The ad industry is certainly being proactive here; so far, the do-not-track effort looks to be kind of a bust.
As its name suggests, the “Do not track” project seeks to give users the option to go online without having every website they visit “tracked.” So far, only a handful of companies have agreed to offer and honor Do Not Track options to their visitors, and only two of them — Pinterest and Twitter — are companies recognizable to and patronized by ordinary people (as opposed to IT or advertising professionals).
Indeed, most companies go out of their way to not offer it.

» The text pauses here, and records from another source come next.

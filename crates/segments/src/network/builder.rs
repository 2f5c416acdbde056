//! Segment extraction
//!
//! Walks the pixel forest downstream from every head pixel. A run ends
//! when the next pixel is a confluence, when the current pixel is an
//! outlet, or when owning the next pixel would push the run's coordinate
//! path (the step out of its last pixel included) past the maximum length.
//! A single pixel is always owned, even when one step exceeds the limit.
//! Confluence and split pixels start new runs, so every in-network pixel
//! is owned by exactly one segment.

use std::collections::VecDeque;

use streamnet_core::raster::Raster;
use streamnet_core::{Algorithm, Error, LinearUnits, Result, UnitService};
use tracing::{debug, info};

use super::basins::BasinCache;
use super::pixel_graph::PixelGraph;
use super::topology::Topology;
use super::{LengthUnits, Network, NetworkParams};
use crate::flow::FlowGrid;

/// Segment-network builder
#[derive(Debug, Clone, Default)]
pub struct SegmentBuilder;

impl Algorithm for SegmentBuilder {
    type Input = (FlowGrid, Raster<u8>);
    type Output = Network;
    type Params = NetworkParams;
    type Error = Error;

    fn name(&self) -> &'static str {
        "Stream Segments"
    }

    fn description(&self) -> &'static str {
        "Split a delineated D8 drainage network into stream segments"
    }

    fn execute(&self, input: Self::Input, params: Self::Params) -> Result<Self::Output> {
        let (flow, mask) = input;
        build_network(flow, &mask, &params)
    }
}

/// Build a stream-segment network, converting lengths with [`LinearUnits`].
///
/// # Arguments
/// * `flow` - D8 flow directions (TauDEM encoding)
/// * `mask` - In-network pixels (non-zero), same shape as `flow`
/// * `params` - Maximum segment length and its units
///
/// # Returns
/// The network. An empty mask yields an empty (valid) network.
pub fn build_network(flow: FlowGrid, mask: &Raster<u8>, params: &NetworkParams) -> Result<Network> {
    build_network_with(flow, mask, params, &LinearUnits)
}

/// Build a stream-segment network using a caller-supplied unit service
pub fn build_network_with(
    flow: FlowGrid,
    mask: &Raster<u8>,
    params: &NetworkParams,
    units: &dyn UnitService,
) -> Result<Network> {
    let max_length = max_length_in_base_units(&flow, params, units)?;
    let graph = PixelGraph::new(&flow, mask)?;

    let n = flow.len();
    let mut network = Network {
        flow,
        segments: Vec::new(),
        topology: Topology::default(),
        owner: vec![0; n],
        basins: BasinCache::default(),
        nodata_outlets: graph.nodata_outlets().to_vec(),
    };

    if graph.is_empty() {
        info!("delineation mask has no in-network pixels; network is empty");
        return Ok(network);
    }

    // Pixels that start a segment, in discovery order
    let mut started = vec![false; n];
    let mut queue: VecDeque<usize> = graph.heads().collect();
    for &idx in &queue {
        started[idx] = true;
    }

    while let Some(start) = queue.pop_front() {
        let mut run = vec![network.flow.coords(start)];
        let mut length = 0.0;
        let mut current = start;

        let junction = loop {
            let Some(next) = graph.downstream(current) else {
                break None;
            };
            let (row, col) = network.flow.coords(current);
            let step = network.flow.step_length(row, col).unwrap_or(0.0);
            // Owning `next` also commits the run to the step out of it
            let beyond = match graph.downstream(next) {
                Some(_) => {
                    let (nr, nc) = network.flow.coords(next);
                    network.flow.step_length(nr, nc).unwrap_or(0.0)
                }
                None => 0.0,
            };
            let split = max_length.is_some_and(|max| length + step + beyond > max);

            if graph.is_confluence(next) || split {
                if !started[next] {
                    started[next] = true;
                    queue.push_back(next);
                }
                break Some(network.flow.coords(next));
            }
            length += step;
            run.push(network.flow.coords(next));
            current = next;
        };
        network.push_segment(run, junction);
    }

    network.topology = Topology::build(&network);
    info!(
        segments = network.len(),
        pixels = graph.len(),
        terminals = network.terminal_ids().len(),
        "built stream-segment network"
    );
    Ok(network)
}

fn max_length_in_base_units(
    flow: &FlowGrid,
    params: &NetworkParams,
    units: &dyn UnitService,
) -> Result<Option<f64>> {
    let Some(max_length) = params.max_length else {
        return Ok(None);
    };
    if !(max_length > 0.0) {
        return Err(Error::InvalidParameter {
            name: "max_length",
            value: max_length.to_string(),
            reason: "must be positive".into(),
        });
    }
    let converted = match params.units {
        LengthUnits::Base => max_length,
        LengthUnits::Meters => {
            let crs = flow.crs().ok_or(Error::MissingCrs {
                operation: "convert max_length from meters",
            })?;
            let (_, min_y, _, max_y) = flow.transform().bounds(flow.rows(), flow.cols());
            units.meters_to_base(crs, (min_y + max_y) / 2.0, max_length)?
        }
    };
    debug!(max_length, converted, units = ?params.units, "segment length limit");
    Ok(Some(converted))
}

At the end of April, for example, Yahoo updated its privacy policies to say that henceforth, “web browser Do Not Track settings will no longer be enabled on Yahoo.”
Not that Yahoo is unique; Google Chrome's page about “Do Not Track” (last updated in 2012) says “At this time, most web services, including Google's, do not alter their behavior or change their services upon receiving Do Not Track requests.”

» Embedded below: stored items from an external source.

//! # streamnet Segments
//!
//! Stream-segment networks for post-fire debris-flow assessment.
//!
//! ## Pipeline
//!
//! - **flow**: D8 flow directions, delineation masks, catchment sizes
//! - **network**: segment building, topology, continuity filtering, basins
//! - **variables**: per-segment statistics and named model inputs
//! - **export**: vector features and GeoJSON
//!
//! ```no_run
//! use streamnet_segments::prelude::*;
//!
//! # fn run(directions: Raster<u8>, accumulation: Raster<f64>) -> Result<()> {
//! let flow = FlowGrid::from_taudem(&directions)?;
//! let mask = delineation_mask(&accumulation, None, &DelineationParams::default())?;
//! let mut network = build_network(flow, &mask, &NetworkParams::default())?;
//! network.locate_basins(ExecutionMode::Parallel { threads: 4 })?;
//! let outlets = network.features(ExportKind::Outlets, &PropertyTable::new(), &ExportOptions::default())?;
//! # Ok(())
//! # }
//! ```

pub mod export;
pub mod flow;
pub mod network;
pub mod variables;

/// Prelude for convenient imports
pub mod prelude {
    pub use crate::export::geojson::{to_geojson, to_geojson_string};
    pub use crate::export::{
        Column, ExportKind, ExportOptions, PixelOutline, Polygonize, PropertyTable, Reproject,
    };
    pub use crate::flow::{
        catchment_sizes, delineation_mask, Delineation, DelineationParams, DirectionEncoding,
        FlowGrid,
    };
    pub use crate::network::{
        build_network, build_network_with, BasinBatch, BasinFailure, Catchment, ContinuityParams,
        ExecutionMode, LengthUnits, Network, NetworkParams, RemovalReport, Segment,
        SegmentBuilder, SegmentId, Selection, SelectionOutcome,
    };
    pub use crate::variables::{ConfinementParams, Scope, Statistic, UnitFactors};
    pub use streamnet_core::prelude::*;
}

Despite this, as MediaPost reported:
The ad trade group Digital Advertising Alliance is urging the World Wide Web Consortium to pull the plug on its tracking-protection initiative, which aims to implement the do-not-track requests that users can send through their browsers.

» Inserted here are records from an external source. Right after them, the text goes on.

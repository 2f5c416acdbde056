//! Segment topology
//!
//! Parent/child links are derived once from outlet adjacency: a segment's
//! child is the segment that owns its junction pixel. Ancestor and
//! descendant sets are computed on demand by breadth-first traversal and
//! are not cached.

use std::collections::VecDeque;

use streamnet_core::Result;

use super::{Network, SegmentId};

#[derive(Debug, Clone, Default)]
pub(super) struct Topology {
    parents: Vec<Vec<SegmentId>>,
    child: Vec<Option<SegmentId>>,
}

impl Topology {
    /// Reserve the slot of a newly created segment
    pub(super) fn push(&mut self) {
        self.parents.push(Vec::new());
        self.child.push(None);
    }

    pub(super) fn build(network: &Network) -> Self {
        let slots = network.segments.len();
        let mut topology = Topology {
            parents: vec![Vec::new(); slots],
            child: vec![None; slots],
        };
        for segment in network.segments() {
            let Some((row, col)) = segment.junction() else {
                continue;
            };
            if let Some(child) = network.segment_at(row, col) {
                topology.child[segment.id().slot()] = Some(child);
                topology.parents[child.slot()].push(segment.id());
            }
        }
        topology
    }

    /// Unlink a segment from its parents and child, returning the parents
    /// that became terminal
    pub(super) fn detach(&mut self, id: SegmentId) -> Vec<SegmentId> {
        let slot = id.slot();
        let orphaned = std::mem::take(&mut self.parents[slot]);
        for parent in &orphaned {
            self.child[parent.slot()] = None;
        }
        if let Some(child) = self.child[slot].take() {
            self.parents[child.slot()].retain(|&p| p != id);
        }
        orphaned
    }

    fn parents(&self, id: SegmentId) -> &[SegmentId] {
        &self.parents[id.slot()]
    }

    fn child(&self, id: SegmentId) -> Option<SegmentId> {
        self.child[id.slot()]
    }

    fn terminal_of(&self, id: SegmentId) -> SegmentId {
        let mut current = id;
        while let Some(child) = self.child(current) {
            current = child;
        }
        current
    }

    pub(super) fn ancestors(&self, id: SegmentId) -> Vec<SegmentId> {
        let mut found = Vec::new();
        let mut queue: VecDeque<SegmentId> = self.parents(id).iter().copied().collect();
        while let Some(parent) = queue.pop_front() {
            found.push(parent);
            queue.extend(self.parents(parent).iter().copied());
        }
        found.sort_unstable();
        found
    }

    pub(super) fn descendants(&self, id: SegmentId) -> Vec<SegmentId> {
        let mut found = Vec::new();
        let mut current = id;
        while let Some(child) = self.child(current) {
            found.push(child);
            current = child;
        }
        found
    }
}

impl Network {
    /// Immediate upstream segments, in ascending ID order
    pub fn parents(&self, id: SegmentId) -> Result<&[SegmentId]> {
        self.segment(id)?;
        Ok(self.topology.parents(id))
    }

    /// Immediate downstream segment
    pub fn child(&self, id: SegmentId) -> Result<Option<SegmentId>> {
        self.segment(id)?;
        Ok(self.topology.child(id))
    }

    /// Whether the segment has no child
    pub fn is_terminal(&self, id: SegmentId) -> Result<bool> {
        Ok(self.child(id)?.is_none())
    }

    /// Every segment upstream of `id`, in ascending ID order
    pub fn ancestors(&self, id: SegmentId) -> Result<Vec<SegmentId>> {
        self.segment(id)?;
        Ok(self.topology.ancestors(id))
    }

    /// Every segment downstream of `id`, nearest first
    pub fn descendants(&self, id: SegmentId) -> Result<Vec<SegmentId>> {
        self.segment(id)?;
        Ok(self.topology.descendants(id))
    }

    /// Ancestors, descendants and the segment itself, in ascending ID order
    pub fn family(&self, id: SegmentId) -> Result<Vec<SegmentId>> {
        let mut family = self.ancestors(id)?;
        family.push(id);
        family.extend(self.topology.descendants(id));
        family.sort_unstable();
        Ok(family)
    }

    /// Every segment of `id`'s local drainage network, in ascending ID order
    pub fn local_network(&self, id: SegmentId) -> Result<Vec<SegmentId>> {
        let terminal = self.terminal_of(id)?;
        let mut members = self.topology.ancestors(terminal);
        members.push(terminal);
        members.sort_unstable();
        Ok(members)
    }

    /// Terminal segment of `id`'s local drainage network
    pub fn terminal_of(&self, id: SegmentId) -> Result<SegmentId> {
        self.segment(id)?;
        Ok(self.topology.terminal_of(id))
    }

    /// IDs of all terminal segments, one per local network, ascending
    pub fn terminal_ids(&self) -> Vec<SegmentId> {
        self.segments()
            .map(|segment| segment.id())
            .filter(|&id| self.topology.child(id).is_none())
            .collect()
    }

    /// Whether `inner`'s local network drains into `outer`'s terminal
    /// outlet basin.
    ///
    /// Tests whether the terminal outlet pixel of `inner`'s network lies in
    /// the catchment of `outer`'s terminal outlet, by following the flow path
    /// down from that pixel. A network never contains itself.
    pub fn basin_contains(&self, outer: SegmentId, inner: SegmentId) -> Result<bool> {
        let outer = self.terminal_of(outer)?;
        let inner = self.terminal_of(inner)?;
        if outer == inner {
            return Ok(false);
        }
        let target = self.outlet(outer)?;
        let start = self.outlet(inner)?;
        Ok(self.flow_path(start).any(|pixel| pixel == target))
    }

    /// Whether `id`'s local network lies within another network's terminal
    /// outlet basin
    pub fn is_nested(&self, id: SegmentId) -> Result<bool> {
        let terminal = self.terminal_of(id)?;
        let start = self.outlet(terminal)?;
        Ok(self.flow_path(start).any(|(row, col)| {
            self.segment_at(row, col)
                .is_some_and(|other| self.topology.terminal_of(other) != terminal)
        }))
    }

    /// Pixels downstream of `start` along the D8 flow path, excluding
    /// `start`. Bounded by the grid size so a cycle cannot loop forever.
    fn flow_path(&self, start: (usize, usize)) -> impl Iterator<Item = (usize, usize)> + '_ {
        let limit = self.flow.len();
        std::iter::successors(self.flow.downstream(start.0, start.1), |&(row, col)| {
            self.flow.downstream(row, col)
        })
        .take(limit)
    }
}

“By wading into this public-policy matter, the W3C not only duplicates efforts undertaken by legitimate policymakers but also strays far beyond its expertise and mission,” DAA executive director Lou Mastria wrote to the W3C on Wednesday. He added that the DAA wants the Internet standards organization “to abandon this effort and to return to its mission of developing consensus around specifications for web technologies.”
Apparently, the ad industry is also worried that some web users might be tricked into inadvertently being not-tracked when they actually want to be tracked, or something:
Microsoft, for one, now turns on the do-not-track signal automatically for some Internet Explorer users.
The ad industry says that do-not-track signals set by default don't reflect a user's preference to avoid tracking across Web sites. But the industry also says there's no good way to distinguish between a signal set by a user and one set by a developer.
“There’s no mechanism for anyone in the digital media ecosystem to trust any DNT signal they receive,” industry consultant Alan Chapell said in a post to the [W3] group. “As a result, the entire framework is open to question. In any other group, this issue would result in a full stop until the questions are addressed.”
So, Reader: if you're afraid that Microsoft or some other nefarious entity is secretly not-tracking you when you really wish they would, take courage from knowing that ad trade groups like the Digital Advertising Alliance have your back.